I chatter over stony ways,
In little sharps and trebles,
I bubble into eddying bays,
I babble on the pebbles.
With many a curve my banks I fret
By many a field and fallow,
And many a fairy foreland[5] set
With willow-weed and mallow.
I chatter, chatter, as I flow
To join the brimming river,
For men may come and men may go,
But I go on forever.
I wind about, and in and out,
With here a blossom sailing,
And here and there a lusty trout,
And here and there a grayling,
And here and there a foamy flake
Upon me, as I travel,
With many a silvery waterbreak
Above the golden gravel,
And draw them all along, and flow
To join the brimming river,
For men may come and men may go,
But I go on forever.
I steal by lawns and grassy plots,
I slide by hazel[6] covers;
I move the sweet forget-me-nots
That grow for happy lovers.
I slip, I slide, I gloom,[7] I glance,
Among my skimming swallows;
I make the netted sunbeams dance
Against my shady shallows.
I murmur under moon and stars
In brambly wildernesses;
I linger by my shingly[8] bars;
I loiter round my cresses;
And out again I curve and flow
To join the brimming river,
For men may come and men may go,
But I go on forever.
NOTES.
This little lyric forms a part of "an idyl" of the same title, published in 1855. The poet introduces it in the following manner:
"Here, by this brook, we parted; I to the East
And he to Italy—too late—too late:
. . . . . . . . . Yet the brook he loved
. . . . . seems, as I re-listen to it,
Prattling the primrose fancies of the boy,
To me that loved him; for, 'O brook,' he says,
'O babbling brook,' says Edmund in his rhyme,
'Whence come you?' and the brook, why not? replies:
'I come from haunts of coot and hern,'" etc.

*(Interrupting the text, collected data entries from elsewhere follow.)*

//! Parameter types for image operations.
//!
//! These describe *how* output should look once the transformation core has
//! decided *what* to crop and scale. They are backend-agnostic.
//!
//! ## Types
//!
//! - [`EncodeQuality`]: Lossy encoding quality (1–100, default 90). Clamped on construction.
//! - [`ColorMode`]: Pixel treatment for an IIIF quality name (`color`, `gray`, `bitonal`).
//! - [`OutputLimits`]: Largest derivative a backend will allocate.

use crate::types::Dimensions;

/// Quality setting for lossy image encoding (1-100).
#[derive(Debug, Clone, Copy, PartialEq, Eq)]
pub struct EncodeQuality(u32);

impl EncodeQuality {
    pub fn new(value: u32) -> Self {
        Self(value.clamp(1, 100))
    }

    pub fn value(self) -> u32 {
        self.0
    }
}

impl Default for EncodeQuality {
    fn default() -> Self {
        Self(90)
    }
}

/// Pixel treatment selected by the request's quality parameter.
#[derive(Debug, Clone, Copy, PartialEq, Eq)]
pub enum ColorMode {
    /// Keep pixels as decoded (`color`, `default`).
    Unchanged,
    /// Luma only (`gray`, `grey`).
    Gray,
    /// Black and white at a fixed luma threshold (`bitonal`).
    Bitonal,
}

impl ColorMode {
    /// Luma at or above which a bitonal pixel turns white.
    pub const BITONAL_THRESHOLD: u8 = 128;

    pub fn from_quality(quality: &str) -> Option<Self> {
        match quality {
            "default" | "color" | "colour" => Some(Self::Unchanged),
            "gray" | "grey" => Some(Self::Gray),
            "bitonal" => Some(Self::Bitonal),
            _ => None,
        }
    }
}

/// Upper bounds on the pixel size of a derivative.
///
/// Checked against the planned output before any pixels are decoded, so an
/// oversized request fails with an error instead of an allocation abort.
#[derive(Debug, Clone, Copy, PartialEq, Eq)]
pub struct OutputLimits {
    pub max_width: u32,
    pub max_height: u32,
    pub max_area: u64,
}

impl OutputLimits {
    pub const DEFAULT_MAX_SIDE: u32 = 16384;
    /// 100 megapixels, 400 MB as RGBA.
    pub const DEFAULT_MAX_AREA: u64 = 100_000_000;

    /// Whether `size` has pixels and fits every bound.
    pub fn admits(&self, size: Dimensions) -> bool {
        !size.is_empty()
            && size.width <= self.max_width
            && size.height <= self.max_height
            && u64::from(size.width) * u64::from(size.height) <= self.max_area
    }
}

impl Default for OutputLimits {
    fn default() -> Self {
        Self {
            max_width: Self::DEFAULT_MAX_SIDE,
            max_height: Self::DEFAULT_MAX_SIDE,
            max_area: Self::DEFAULT_MAX_AREA,
        }
    }
}

/// MIME type for a canonical format name.
pub fn content_type(format: &str) -> Option<&'static str> {
    Some(match format {
        "jpg" => "image/jpeg",
        "png" => "image/png",
        "tif" => "image/tiff",
        "gif" => "image/gif",
        "webp" => "image/webp",
        "jp2" => "image/jp2",
        "pdf" => "application/pdf",
        _ => return None,
    })
}
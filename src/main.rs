use clap::{Parser, Subcommand};
use iiif_image::request::ImageRequest;
use iiif_image::service::ImageService;
use iiif_image::tiles::{self, SeedOptions};
use iiif_image::{config, output};
use std::path::{Path, PathBuf};
use tracing_subscriber::EnvFilter;

#[derive(Parser)]
#[command(name = "iiif-image")]
#[command(about = "IIIF Image API 2.1 transformation engine")]
#[command(long_about = "\
IIIF Image API 2.1 transformation engine

Requests follow the IIIF image request grammar:

  {identifier}/{region}/{size}/{rotation}/{quality}.{format}

  region    full | square | x,y,w,h | pct:x,y,w,h
  size      full | max | w, | ,h | pct:n | w,h | !w,h
  rotation  n | !n            (! mirrors before rotating)
  quality   default | color | gray | bitonal
  format    jpg | png | tif | gif | webp

Identifiers are paths relative to [source] root. Escape slashes inside an
identifier as %2F. Which values are accepted depends on the configured
compliance level.

Logging goes to stderr and is controlled with RUST_LOG, e.g.
RUST_LOG=iiif_image=debug.

Run 'iiif-image gen-config' to generate a documented config.toml.")]
#[command(version)]
struct Cli {
    /// Directory containing config.toml
    #[arg(long, default_value = ".", global = true)]
    config: PathBuf,

    #[command(subcommand)]
    command: Command,
}

#[derive(Subcommand)]
enum Command {
    /// Validate a request and print its canonical URI
    Uri {
        /// Request path, e.g. photo.jpg/full/max/0/default.jpg
        request: String,
    },
    /// Show the steps a request would execute
    Plan { request: String },
    /// Render a request to a file
    Render {
        request: String,
        /// Output file
        #[arg(long = "output", short = 'o')]
        destination: PathBuf,
    },
    /// Report the pixel size of a source image
    Info { id: String },
    /// Pre-render the tile pyramid of an image
    Seed {
        id: String,
        /// Tile edge in output pixels
        #[arg(long, default_value_t = 512)]
        tile_size: u32,
        /// Scale factors to render, comma separated
        #[arg(long, value_delimiter = ',', default_value = "1,2,4,8")]
        scale_factors: Vec<u32>,
        /// Tile format
        #[arg(long, default_value = "jpg")]
        format: String,
    },
    /// Print a stock config.toml with all options documented
    GenConfig,
}

fn main() -> Result<(), Box<dyn std::error::Error>> {
    let cli = Cli::parse();
    init_tracing();

    match cli.command {
        Command::Uri { request } => {
            let config = config::load_config(&cli.config)?;
            let level = config.level.resolve()?;
            let request = ImageRequest::parse(&request)?;
            let transformation = request.transformation(&level)?;
            println!("{}", transformation.to_uri(&request.identifier)?);
        }
        Command::Plan { request } => {
            let service = load_service(&cli.config)?;
            let request = ImageRequest::parse(&request)?;
            let transformation = request.transformation(service.level())?;
            let plan = service.plan(&request.identifier, &transformation)?;
            output::print_plan(&transformation.to_uri(&request.identifier)?, &plan);
        }
        Command::Render {
            request,
            destination,
        } => {
            let service = load_service(&cli.config)?;
            let request = ImageRequest::parse(&request)?;
            let transformation = request.transformation(service.level())?;
            let rendered = service.render(&request.identifier, &transformation)?;
            std::fs::write(&destination, &rendered.body)?;
            output::print_render(
                &transformation.to_uri(&request.identifier)?,
                &rendered,
                &destination,
            );
            service.shutdown();
        }
        Command::Info { id } => {
            let config = config::load_config(&cli.config)?;
            let service = ImageService::from_config(&config)?;
            let dims = service.dimensions(&id)?;
            let limits = config.graphics.output_limits();
            println!("{id}");
            println!("    Size: {dims}");
            println!("    Profile: {}", service.level().profile_uri());
            println!(
                "    Max output: {}x{}, {} pixels",
                limits.max_width, limits.max_height, limits.max_area
            );
            service.shutdown();
        }
        Command::Seed {
            id,
            tile_size,
            scale_factors,
            format,
        } => {
            let config = config::load_config(&cli.config)?;
            init_thread_pool(&config.processing);
            let service = ImageService::from_config(&config)?;
            let options = SeedOptions {
                tile_size,
                scale_factors,
                format,
            };
            let report = tiles::seed(&service, &id, &options)?;
            service.shutdown();
            output::print_seed_report(&report);
            if !report.is_complete() {
                return Err(format!("{} of {} tiles failed", report.failures.len(), report.tiles).into());
            }
        }
        Command::GenConfig => {
            print!("{}", config::stock_config_toml());
        }
    }

    Ok(())
}

/// Log to stderr so stdout stays clean for command output.
fn init_tracing() {
    tracing_subscriber::fmt()
        .with_env_filter(
            EnvFilter::try_from_default_env().unwrap_or_else(|_| "iiif_image=info".into()),
        )
        .with_writer(std::io::stderr)
        .init();
}

fn load_service(config_dir: &Path) -> Result<ImageService, Box<dyn std::error::Error>> {
    let config = config::load_config(config_dir)?;
    Ok(ImageService::from_config(&config)?)
}

/// Initialize the rayon thread pool based on processing config.
///
/// Capped at the number of available cores: the config can only lower it.
fn init_thread_pool(processing: &config::ProcessingConfig) {
    let threads = config::effective_threads(processing);
    rayon::ThreadPoolBuilder::new()
        .num_threads(threads)
        .build_global()
        .ok();
}
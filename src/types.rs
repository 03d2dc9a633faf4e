//! Shared types used by the transformation core and the imaging layer.

use serde::{Deserialize, Serialize};
use std::fmt;

/// Pixel dimensions of a source image.
///
/// Owned by whatever decoded or identified the image; the transformation
/// core only ever reads it.
#[derive(Debug, Clone, Copy, PartialEq, Eq, Hash, Serialize, Deserialize)]
pub struct Dimensions {
    pub width: u32,
    pub height: u32,
}

impl Dimensions {
    pub fn new(width: u32, height: u32) -> Self {
        Self { width, height }
    }

    /// True when either side is zero, i.e. there is nothing to crop or scale.
    pub fn is_empty(self) -> bool {
        self.width == 0 || self.height == 0
    }
}

impl fmt::Display for Dimensions {
    fn fmt(&self, f: &mut fmt::Formatter<'_>) -> fmt::Result {
        write!(f, "{}x{}", self.width, self.height)
    }
}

In reading this poem, observe how strikingly the sound is made to correspond to the sense.
[1.] coot. A wild water-fowl, resembling the duck.
[2.] hern. Heron.
[3.] bicker. To move unsteadily.
[4.] thorps. Small villages. A. S. thorpe. From Ger. trupp, a troop.
[5.] foreland. A promontory.
[6.] hazel covers. Hazel thickets.
[7.] gloom. Glimmer, shine obscurely.
[8.] shingly. Gravelly.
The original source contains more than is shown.